**Your assignment**
Take the entries below and print only the lines from the one with "return None" through the one with "without unbounded growth.", exactly as they stand, both ends included.

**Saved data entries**
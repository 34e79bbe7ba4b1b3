//! The AVM value model: 256-bit integers, code points and tuples of up to
//! eight values, each with a stable 256-bit hash. Values are persisted in
//! shallow form (tuples store child hashes only) so that identical subtrees
//! are shared in storage; see [crate::storage::valuestore].

use sha3::{Digest, Keccak256};

use std::collections::{HashMap, VecDeque};
use std::sync::Arc;

use crate::common::{marshal_u256, unmarshal_u256, Hash, U256};
use crate::error::{Error, Result};

pub const MAX_TUPLE_SIZE: usize = 8;

// Type tags of the marshaled forms. A tuple of size n is tagged TUPLE + n.
pub(crate) const NUM: u8 = 0;
pub(crate) const CODEPT: u8 = 1;
pub(crate) const HASH_ONLY: u8 = 2;
pub(crate) const TUPLE: u8 = 3;

#[derive(Clone, Debug, PartialEq, Eq)]
pub enum Value {
    Int(U256),
    CodePoint(CodePoint),
    Tuple(Tuple),
}

/// A position in the code index plus the hash of the following code point,
/// making every code point a commitment to the rest of its segment.
#[derive(Clone, Debug, PartialEq, Eq)]
pub struct CodePoint {
    pub segment: u64,
    pub offset: u64,
    pub next_hash: Hash,
}

/// Immutable tuple of up to [MAX_TUPLE_SIZE] values. Cloning is cheap and
/// the hash is computed once at construction.
#[derive(Clone, Debug)]
pub struct Tuple {
    elems: Arc<Vec<Value>>,
    hash: Hash,
}

impl Value {
    pub fn none() -> Value {
        Value::Tuple(Tuple::empty())
    }

    pub fn hash(&self) -> Hash {
        match self {
            Value::Int(v) => {
                let mut buf = [0u8; 33];
                buf[0] = NUM;
                buf[1..].copy_from_slice(&marshal_u256(v));
                Hash::hash(&buf)
            }
            Value::CodePoint(cp) => cp.hash(),
            Value::Tuple(t) => t.hash().clone(),
        }
    }

    /// Single-level marshaled form: tuple children appear as HASH_ONLY
    /// references. This is the payload stored in the value store.
    pub fn marshal_shallow(&self, buf: &mut Vec<u8>) {
        match self {
            Value::Int(v) => {
                buf.push(NUM);
                buf.extend_from_slice(&marshal_u256(v));
            }
            Value::CodePoint(cp) => cp.marshal(buf),
            Value::Tuple(t) => {
                buf.push(TUPLE + t.len() as u8);
                for elem in t.iter() {
                    buf.push(HASH_ONLY);
                    buf.extend_from_slice(elem.hash().as_bytes());
                }
            }
        }
    }

    /// Fully inlined marshaled form, used for code segment immediates where
    /// no value-store indirection exists.
    pub fn marshal_deep(&self, buf: &mut Vec<u8>) {
        match self {
            Value::Int(v) => {
                buf.push(NUM);
                buf.extend_from_slice(&marshal_u256(v));
            }
            Value::CodePoint(cp) => cp.marshal(buf),
            Value::Tuple(t) => {
                buf.push(TUPLE + t.len() as u8);
                for elem in t.iter() {
                    elem.marshal_deep(buf);
                }
            }
        }
    }

    pub fn unmarshal_deep(reader: &mut &[u8]) -> Result<Value> {
        let tag = take(reader, 1)?[0];
        match tag {
            NUM => Ok(Value::Int(unmarshal_u256(take(reader, 32)?))),
            CODEPT => Ok(Value::CodePoint(CodePoint::unmarshal(reader)?)),
            t if (TUPLE..=TUPLE + MAX_TUPLE_SIZE as u8).contains(&t) => {
                let size = (t - TUPLE) as usize;
                let mut elems = Vec::with_capacity(size);
                for _ in 0..size {
                    elems.push(Value::unmarshal_deep(reader)?);
                }
                Ok(Value::Tuple(Tuple::new(elems)))
            }
            t => Err(Error::corrupt(format!("bad value tag {:#x}", t))),
        }
    }
}

impl From<U256> for Value {
    fn from(v: U256) -> Self {
        Value::Int(v)
    }
}

impl From<u64> for Value {
    fn from(v: u64) -> Self {
        Value::Int(v.into())
    }
}

impl CodePoint {
    pub fn hash(&self) -> Hash {
        let mut buf = [0u8; 49];
        buf[0] = CODEPT;
        buf[1..9].copy_from_slice(&self.segment.to_be_bytes());
        buf[9..17].copy_from_slice(&self.offset.to_be_bytes());
        buf[17..].copy_from_slice(self.next_hash.as_bytes());
        Hash::hash(&buf)
    }

    pub fn marshal(&self, buf: &mut Vec<u8>) {
        buf.push(CODEPT);
        buf.extend_from_slice(&self.segment.to_be_bytes());
        buf.extend_from_slice(&self.offset.to_be_bytes());
        buf.extend_from_slice(self.next_hash.as_bytes());
    }

    pub fn unmarshal(reader: &mut &[u8]) -> Result<CodePoint> {
        let segment = u64::from_be_bytes(take(reader, 8)?.try_into().unwrap());
        let offset = u64::from_be_bytes(take(reader, 8)?.try_into().unwrap());
        let next_hash = Hash::from_slice(take(reader, 32)?);
        Ok(CodePoint {
            segment,
            offset,
            next_hash,
        })
    }
}

impl Tuple {
    pub fn new(elems: Vec<Value>) -> Self {
        assert!(elems.len() <= MAX_TUPLE_SIZE, "tuple too large");
        let mut hasher = Keccak256::new();
        hasher.update([TUPLE + elems.len() as u8]);
        for elem in &elems {
            hasher.update(elem.hash().as_bytes());
        }
        let hash = Hash::from_slice(hasher.finalize().as_slice());
        Self {
            elems: Arc::new(elems),
            hash,
        }
    }

    pub fn empty() -> Self {
        Self::new(Vec::new())
    }

    #[inline(always)]
    pub fn len(&self) -> usize {
        self.elems.len()
    }

    #[inline(always)]
    pub fn is_empty(&self) -> bool {
        self.elems.is_empty()
    }

    pub fn get(&self, i: usize) -> Option<&Value> {
        self.elems.get(i)
    }

    pub fn iter(&self) -> std::slice::Iter<'_, Value> {
        self.elems.iter()
    }

    #[inline(always)]
    pub fn hash(&self) -> &Hash {
        &self.hash
    }

    /// Push in the AVM stack encoding: `(top, rest)` pairs.
    pub fn cons(self, top: Value) -> Tuple {
        Tuple::new(vec![top, Value::Tuple(self)])
    }

    /// Pop the AVM stack encoding, returning `(top, rest)`.
    pub fn uncons(&self) -> Option<(Value, Tuple)> {
        if self.len() != 2 {
            return None
        }
        let top = self.get(0).unwrap().clone();
        match self.get(1).unwrap() {
            Value::Tuple(rest) => Some((top, rest.clone())),
            _ => None,
        }
    }
}

impl Default for Tuple {
    fn default() -> Self {
        Tuple::empty()
    }
}

impl PartialEq for Tuple {
    fn eq(&self, other: &Self) -> bool {
        self.hash == other.hash
    }
}

impl Eq for Tuple {}

/// A parsed shallow payload from the value store, before child resolution.
#[derive(Debug)]
pub(crate) enum Shallow {
    Int(U256),
    CodePoint(CodePoint),
    Tuple(Vec<Hash>),
}

impl Shallow {
    pub(crate) fn parse(mut raw: &[u8]) -> Result<Shallow> {
        let reader = &mut raw;
        let tag = take(reader, 1)?[0];
        match tag {
            NUM => Ok(Shallow::Int(unmarshal_u256(take(reader, 32)?))),
            CODEPT => Ok(Shallow::CodePoint(CodePoint::unmarshal(reader)?)),
            t if (TUPLE..=TUPLE + MAX_TUPLE_SIZE as u8).contains(&t) => {
                let size = (t - TUPLE) as usize;
                let mut children = Vec::with_capacity(size);
                for _ in 0..size {
                    let marker = take(reader, 1)?[0];
                    if marker != HASH_ONLY {
                        return Err(Error::corrupt(format!(
                            "bad tuple child marker {:#x}",
                            marker
                        )))
                    }
                    children.push(Hash::from_slice(take(reader, 32)?));
                }
                Ok(Shallow::Tuple(children))
            }
            t => Err(Error::corrupt(format!("bad value tag {:#x}", t))),
        }
    }
}

pub(crate) fn take<'a>(reader: &mut &'a [u8], n: usize) -> Result<&'a [u8]> {
    if reader.len() < n {
        return Err(Error::corrupt("short value payload"))
    }
    let (head, tail) = reader.split_at(n);
    *reader = tail;
    Ok(head)
}

/// Bounded cache of materialized values keyed by hash. Entries live in
/// generations; [ValueCache::next_cache] retires the oldest generation so
/// the executor can rotate after each sideload without unbounded growth.
pub struct ValueCache {
    caches: VecDeque<HashMap<Hash, Value>>,
    max_caches: usize,
}

impl ValueCache {
    pub fn new(max_caches: usize, initial_capacity: usize) -> Self {
        let mut caches = VecDeque::with_capacity(max_caches.max(1));
        caches.push_front(HashMap::with_capacity(initial_capacity));
        Self {
            caches,
            max_caches: max_caches.max(1),
        }
    }

    pub fn get(&self, hash: &Hash) -> Option<Value> {
        for cache in &self.caches {
            if let Some(val) = cache.get(hash) {
                return Some(val.clone())
            }
        }
        None
    }

    pub fn put(&mut self, hash: Hash, val: Value) {
        self.caches.front_mut().unwrap().insert(hash, val);
    }

    /// Start a fresh generation, evicting the oldest if at capacity.
    pub fn next_cache(&mut self) {
        if self.caches.len() == self.max_caches {
            self.caches.pop_back();
        }
        self.caches.push_front(HashMap::new());
    }
}

#[cfg(test)]
mod tests {
    use super::*;

    fn sample_tuple() -> Tuple {
        Tuple::new(vec![
            Value::Int(7u64.into()),
            Value::Tuple(Tuple::new(vec![Value::Int(9u64.into())])),
            Value::CodePoint(CodePoint {
                segment: 1,
                offset: 4,
                next_hash: Hash::hash(b"next"),
            }),
        ])
    }

    #[test]
    fn hash_is_stable_across_reconstruction() {
        assert_eq!(sample_tuple().hash(), sample_tuple().hash());
        assert_ne!(
            Tuple::new(vec![Value::Int(1u64.into())]).hash(),
            Tuple::new(vec![Value::Int(2u64.into())]).hash()
        );
    }

    #[test]
    fn deep_marshal_round_trip() {
        let val = Value::Tuple(sample_tuple());
        let mut buf = Vec::new();
        val.marshal_deep(&mut buf);
        let mut reader = &buf[..];
        let back = Value::unmarshal_deep(&mut reader).unwrap();
        assert!(reader.is_empty());
        assert_eq!(back, val);
        assert_eq!(back.hash(), val.hash());
    }

    #[test]
    fn shallow_tuple_stores_child_hashes() {
        let tup = sample_tuple();
        let val = Value::Tuple(tup.clone());
        let mut buf = Vec::new();
        val.marshal_shallow(&mut buf);
        match Shallow::parse(&buf).unwrap() {
            Shallow::Tuple(children) => {
                assert_eq!(children.len(), 3);
                for (child, elem) in children.iter().zip(tup.iter()) {
                    assert_eq!(child, &elem.hash());
                }
            }
            other => panic!("expected tuple, got {:?}", other),
        }
    }

    #[test]
    fn stack_encoding_round_trip() {
        let stack = Tuple::empty()
            .cons(Value::Int(1u64.into()))
            .cons(Value::Int(2u64.into()));
        let (top, rest) = stack.uncons().unwrap();
        assert_eq!(top, Value::Int(2u64.into()));
        let (next, rest) = rest.uncons().unwrap();
        assert_eq!(next, Value::Int(1u64.into()));
        assert!(rest.is_empty());
    }

    #[test]
    fn cache_generations_rotate() {
        let mut cache = ValueCache::new(2, 0);
        let h1 = Hash::hash(b"one");
        let h2 = Hash::hash(b"two");
        cache.put(h1.clone(), Value::Int(1u64.into()));
        cache.next_cache();
        cache.put(h2.clone(), Value::Int(2u64.into()));
        assert!(cache.get(&h1).is_some());
        cache.next_cache();
        assert!(cache.get(&h1).is_none());
        assert!(cache.get(&h2).is_some());
    }
}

**Result of the exercise**
            return None
        }
        let top = self.get(0).unwrap().clone();
        match self.get(1).unwrap() {
            Value::Tuple(rest) => Some((top, rest.clone())),
            _ => None,
        }
    }
}

impl Default for Tuple {
    fn default() -> Self {
        Tuple::empty()
    }
}

impl PartialEq for Tuple {
    fn eq(&self, other: &Self) -> bool {
        self.hash == other.hash
    }
}

impl Eq for Tuple {}

/// A parsed shallow payload from the value store, before child resolution.
#[derive(Debug)]
pub(crate) enum Shallow {
    Int(U256),
    CodePoint(CodePoint),
    Tuple(Vec<Hash>),
}

impl Shallow {
    pub(crate) fn parse(mut raw: &[u8]) -> Result<Shallow> {
        let reader = &mut raw;
        let tag = take(reader, 1)?[0];
        match tag {
            NUM => Ok(Shallow::Int(unmarshal_u256(take(reader, 32)?))),
            CODEPT => Ok(Shallow::CodePoint(CodePoint::unmarshal(reader)?)),
            t if (TUPLE..=TUPLE + MAX_TUPLE_SIZE as u8).contains(&t) => {
                let size = (t - TUPLE) as usize;
                let mut children = Vec::with_capacity(size);
                for _ in 0..size {
                    let marker = take(reader, 1)?[0];
                    if marker != HASH_ONLY {
                        return Err(Error::corrupt(format!(
                            "bad tuple child marker {:#x}",
                            marker
                        )))
                    }
                    children.push(Hash::from_slice(take(reader, 32)?));
                }
                Ok(Shallow::Tuple(children))
            }
            t => Err(Error::corrupt(format!("bad value tag {:#x}", t))),
        }
    }
}

pub(crate) fn take<'a>(reader: &mut &'a [u8], n: usize) -> Result<&'a [u8]> {
    if reader.len() < n {
        return Err(Error::corrupt("short value payload"))
    }
    let (head, tail) = reader.split_at(n);
    *reader = tail;
    Ok(head)
}

/// Bounded cache of materialized values keyed by hash. Entries live in
/// generations; [ValueCache::next_cache] retires the oldest generation so
/// the executor can rotate after each sideload without unbounded growth.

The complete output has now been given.